**DATA TO USE**:
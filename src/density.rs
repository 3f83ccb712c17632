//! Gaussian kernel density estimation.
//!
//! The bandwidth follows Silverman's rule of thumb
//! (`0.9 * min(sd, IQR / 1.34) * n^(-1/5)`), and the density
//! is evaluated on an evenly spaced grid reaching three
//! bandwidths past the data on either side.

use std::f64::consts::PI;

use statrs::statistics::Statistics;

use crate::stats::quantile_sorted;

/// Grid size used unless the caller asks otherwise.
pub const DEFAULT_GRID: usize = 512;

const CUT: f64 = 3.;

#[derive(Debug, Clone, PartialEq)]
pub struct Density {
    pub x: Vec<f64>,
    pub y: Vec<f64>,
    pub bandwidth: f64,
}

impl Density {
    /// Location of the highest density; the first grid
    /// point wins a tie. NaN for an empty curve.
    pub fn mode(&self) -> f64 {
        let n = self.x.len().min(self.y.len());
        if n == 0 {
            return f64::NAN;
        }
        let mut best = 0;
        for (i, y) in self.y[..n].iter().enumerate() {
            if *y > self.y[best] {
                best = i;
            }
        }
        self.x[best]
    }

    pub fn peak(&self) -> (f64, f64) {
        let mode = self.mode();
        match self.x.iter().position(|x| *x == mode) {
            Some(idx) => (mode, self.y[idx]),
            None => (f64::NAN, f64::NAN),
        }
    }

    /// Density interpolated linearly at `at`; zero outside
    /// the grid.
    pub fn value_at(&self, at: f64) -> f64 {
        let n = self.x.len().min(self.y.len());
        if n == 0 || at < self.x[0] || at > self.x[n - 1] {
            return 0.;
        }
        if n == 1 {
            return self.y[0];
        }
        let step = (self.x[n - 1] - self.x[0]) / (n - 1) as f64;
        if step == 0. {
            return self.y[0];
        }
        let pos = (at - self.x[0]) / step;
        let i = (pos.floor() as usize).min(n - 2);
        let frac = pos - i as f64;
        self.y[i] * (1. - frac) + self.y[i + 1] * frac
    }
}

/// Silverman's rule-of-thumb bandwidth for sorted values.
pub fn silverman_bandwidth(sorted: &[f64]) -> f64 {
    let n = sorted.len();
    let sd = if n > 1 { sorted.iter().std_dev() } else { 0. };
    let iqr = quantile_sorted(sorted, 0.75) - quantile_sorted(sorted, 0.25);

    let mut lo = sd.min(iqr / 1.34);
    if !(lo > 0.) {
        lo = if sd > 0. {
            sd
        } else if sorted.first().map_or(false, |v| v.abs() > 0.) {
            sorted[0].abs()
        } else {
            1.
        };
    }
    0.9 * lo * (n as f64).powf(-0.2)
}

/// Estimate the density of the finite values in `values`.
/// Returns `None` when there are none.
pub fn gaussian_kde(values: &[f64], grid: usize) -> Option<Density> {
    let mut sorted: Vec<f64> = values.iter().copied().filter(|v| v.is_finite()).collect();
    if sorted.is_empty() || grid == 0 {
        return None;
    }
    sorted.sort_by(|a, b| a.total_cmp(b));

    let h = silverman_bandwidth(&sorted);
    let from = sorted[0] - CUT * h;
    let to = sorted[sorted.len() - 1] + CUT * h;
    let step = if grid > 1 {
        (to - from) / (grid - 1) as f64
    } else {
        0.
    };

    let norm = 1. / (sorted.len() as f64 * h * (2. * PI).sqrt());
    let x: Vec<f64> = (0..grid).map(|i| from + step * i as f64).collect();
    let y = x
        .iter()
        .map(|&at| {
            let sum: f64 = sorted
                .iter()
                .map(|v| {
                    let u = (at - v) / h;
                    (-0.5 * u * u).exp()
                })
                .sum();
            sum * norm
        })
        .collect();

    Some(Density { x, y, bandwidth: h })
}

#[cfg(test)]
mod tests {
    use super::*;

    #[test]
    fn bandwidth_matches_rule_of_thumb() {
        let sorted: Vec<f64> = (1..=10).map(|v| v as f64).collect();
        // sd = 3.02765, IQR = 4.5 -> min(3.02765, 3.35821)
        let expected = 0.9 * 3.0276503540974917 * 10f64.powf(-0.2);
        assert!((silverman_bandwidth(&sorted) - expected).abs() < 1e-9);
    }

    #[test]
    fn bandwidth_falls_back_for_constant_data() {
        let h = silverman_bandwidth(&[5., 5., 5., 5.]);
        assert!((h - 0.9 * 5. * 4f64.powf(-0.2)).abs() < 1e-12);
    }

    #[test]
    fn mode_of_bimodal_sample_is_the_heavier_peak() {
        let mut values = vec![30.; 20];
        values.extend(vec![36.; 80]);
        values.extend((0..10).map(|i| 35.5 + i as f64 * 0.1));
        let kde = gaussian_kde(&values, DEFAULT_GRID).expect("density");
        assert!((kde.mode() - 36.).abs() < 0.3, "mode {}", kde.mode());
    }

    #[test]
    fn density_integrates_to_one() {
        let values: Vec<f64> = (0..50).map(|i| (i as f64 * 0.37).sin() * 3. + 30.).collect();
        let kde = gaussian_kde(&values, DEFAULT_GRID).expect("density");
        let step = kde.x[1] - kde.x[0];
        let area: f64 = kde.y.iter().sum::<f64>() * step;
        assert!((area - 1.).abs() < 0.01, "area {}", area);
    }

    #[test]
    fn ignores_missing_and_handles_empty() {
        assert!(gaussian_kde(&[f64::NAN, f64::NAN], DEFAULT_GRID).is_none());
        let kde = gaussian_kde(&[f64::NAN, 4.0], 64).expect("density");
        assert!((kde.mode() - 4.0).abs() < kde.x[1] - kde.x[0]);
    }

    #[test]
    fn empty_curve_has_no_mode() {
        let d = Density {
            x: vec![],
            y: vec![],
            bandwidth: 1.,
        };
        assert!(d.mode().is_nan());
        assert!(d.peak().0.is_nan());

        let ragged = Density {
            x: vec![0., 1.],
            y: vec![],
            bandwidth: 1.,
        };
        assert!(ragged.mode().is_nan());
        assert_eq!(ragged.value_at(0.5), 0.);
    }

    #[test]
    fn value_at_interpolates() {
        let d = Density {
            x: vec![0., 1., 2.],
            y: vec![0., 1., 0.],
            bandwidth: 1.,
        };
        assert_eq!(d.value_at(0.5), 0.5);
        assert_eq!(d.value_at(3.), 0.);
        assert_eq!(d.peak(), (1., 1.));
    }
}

**WORK TO COMPLETE**: For every line in the listing above that mentions the word "values", make a copy.

**RESULT FOR THIS EXERCISE**:
/// Silverman's rule-of-thumb bandwidth for sorted values.
/// Estimate the density of the finite values in `values`.
pub fn gaussian_kde(values: &[f64], grid: usize) -> Option<Density> {
    let mut sorted: Vec<f64> = values.iter().copied().filter(|v| v.is_finite()).collect();
        let mut values = vec![30.; 20];
        values.extend(vec![36.; 80]);
        values.extend((0..10).map(|i| 35.5 + i as f64 * 0.1));
        let kde = gaussian_kde(&values, DEFAULT_GRID).expect("density");
        let values: Vec<f64> = (0..50).map(|i| (i as f64 * 0.37).sin() * 3. + 30.).collect();
        let kde = gaussian_kde(&values, DEFAULT_GRID).expect("density");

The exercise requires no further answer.